И, пресытившись обычными изменами, маркиза начала предаваться все более изощренным и порочным наслаждениям, превзойдя скоро в чудовищной изобретательности самого Жиля де ла Реца[3]. В последнее же время появилась у нее необъяснимая и почти болезненная страсть, страсть, которую, без сомнения, внушил ей сам дьявол. Так, стало ей казаться необходимым, чтобы в комнате, где она совершала грех, находились зеркала. Зеркала она считала непременною приправою ласк и, таким образом, созерцая свое любодеяние в полированном стекле, она еще удваивала преступление.

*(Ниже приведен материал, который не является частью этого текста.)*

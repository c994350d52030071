use std::path::Path;
use std::process::Command;

use conflux_test_fixtures::{FixtureType, TestFixtures};
use pretty_assertions::assert_eq;

/// Run the conflux binary against `root`; returns (success, stdout, stderr)
fn run_conflux(root: &Path, args: &[&str]) -> (bool, String, String) {
    let output = Command::new(env!("CARGO_BIN_EXE_conflux"))
        .args(args)
        .env("CONFLUX_ROOT", root)
        .env_remove("CONFLUX_SYMBOLS")
        .env_remove("RUST_LOG")
        .output()
        .expect("Failed to run conflux");
    (
        output.status.success(),
        String::from_utf8_lossy(&output.stdout).to_string(),
        String::from_utf8_lossy(&output.stderr).to_string(),
    )
}

#[test]
fn test_check_json_summary() {
    let fixtures = TestFixtures::with(FixtureType::LibAndSub);
    let (ok, stdout, stderr) =
        run_conflux(fixtures.root(), &["check", "--json", "--source-imports", "lib"]);
    assert!(ok, "stderr: {}", stderr);

    let summary: serde_json::Value = serde_json::from_str(&stdout).unwrap();
    assert_eq!(summary["initial"][0]["path"], "lib");
    assert_eq!(summary["initial"][0]["exports"], serde_json::json!(["Answer", "Double"]));
    assert_eq!(summary["packages"][0]["path"], "lib/sub");
    assert_eq!(summary["packages"][1]["imports"], serde_json::json!(["lib/sub"]));
}

#[test]
fn test_order_lists_dependencies_first() {
    let fixtures = TestFixtures::with(FixtureType::LibAndSub);
    let (ok, stdout, stderr) = run_conflux(fixtures.root(), &["order", "--source-imports", "lib"]);
    assert!(ok, "stderr: {}", stderr);
    assert_eq!(stdout.lines().collect::<Vec<_>>(), vec!["lib/sub", "lib"]);
}

#[test]
fn test_type_errors_fail_with_diagnostics() {
    let fixtures = TestFixtures::with(FixtureType::TypeError);
    let (ok, _, stderr) = run_conflux(fixtures.root(), &["check", "--source-imports", "app"]);
    assert!(!ok);
    assert!(stderr.contains("mismatched types int and string"), "{}", stderr);
    assert!(stderr.contains("couldn't load packages due to errors: bad"), "{}", stderr);
}

#[test]
fn test_export_then_check_against_symbols() {
    let fixtures = TestFixtures::with(FixtureType::LibAndSub);
    let out = tempfile::tempdir().unwrap();
    let out_arg = out.path().to_string_lossy().to_string();
    let (ok, stdout, stderr) = run_conflux(
        fixtures.root(),
        &["export", "--source-imports", "-o", &out_arg, "lib"],
    );
    assert!(ok, "stderr: {}", stderr);
    assert!(stdout.starts_with("exported 2 packages"));

    let app = TestFixtures::new();
    app.write_package(
        "app",
        &[("app.cfx", "package app\n\nimport \"lib\"\n\nconst X = lib.Answer\n")],
    );
    let (ok, stdout, stderr) = run_conflux(app.root(), &["check", "-s", &out_arg, "app"]);
    assert!(ok, "stderr: {}", stderr);
    assert_eq!(stdout.trim(), "ok app (1 files)");
}

#[test]
fn test_imports_cannot_leave_the_source_root() {
    let fixtures = TestFixtures::new();
    fixtures.write_package("src/app", &[("app.cfx", "package app\n\nimport \"../outside\"\n")]);
    fixtures.write_package("outside", &[("o.cfx", "package o\n")]);

    let (ok, _, stderr) = run_conflux(
        &fixtures.root().join("src"),
        &["check", "--source-imports", "app"],
    );
    assert!(!ok);
    assert!(stderr.contains("invalid import path \"../outside\""), "{}", stderr);
}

И, когда ее спрашивали о причине столь странного и неестественного желания, она как-то чудно смеялась в ответ и с кощунственной улыбкой возражала, что, если человек сотворен по образу и подобию Божию, то, следовательно, тот, кто наиболее часто созерцает себя в зеркале и наслаждается наичаще лицезрением образа Божьего. А так как сказано: «Блаженны чистые сердцем, ибо они Бога узрят»[4], то из нас двух она, чаще созерцающая Бога в его подобии, и есть более чистая сердцем.

Эти и им подобные гнусные шутки приводили меня в неописуемую ярость.

И я много раз убивал ее любовников, подвергая неоднократным опасностям свою жизнь и честь, ибо не всегда можно было прибегнуть к поединку (так как среди соперников моих были и особы весьма высокого положения, а также и лица духовные), но чаще бывал я вынужден освобождаться от них иным путем, не пренебрегая ни ядом, ни тайным ударом кинжала, ни засадами подкупленных убийц. И я утомился, душа моя наполнилась гневом, и я приступил к маркизе с жестокими угрозами и впервые увидел, как ее проклятые лживые зеленые глаза затянулись пеленою боязни. И она дала мне клятву верности и некоторое время свято соблюдала ее, чтобы затем нарушить еще более преступно.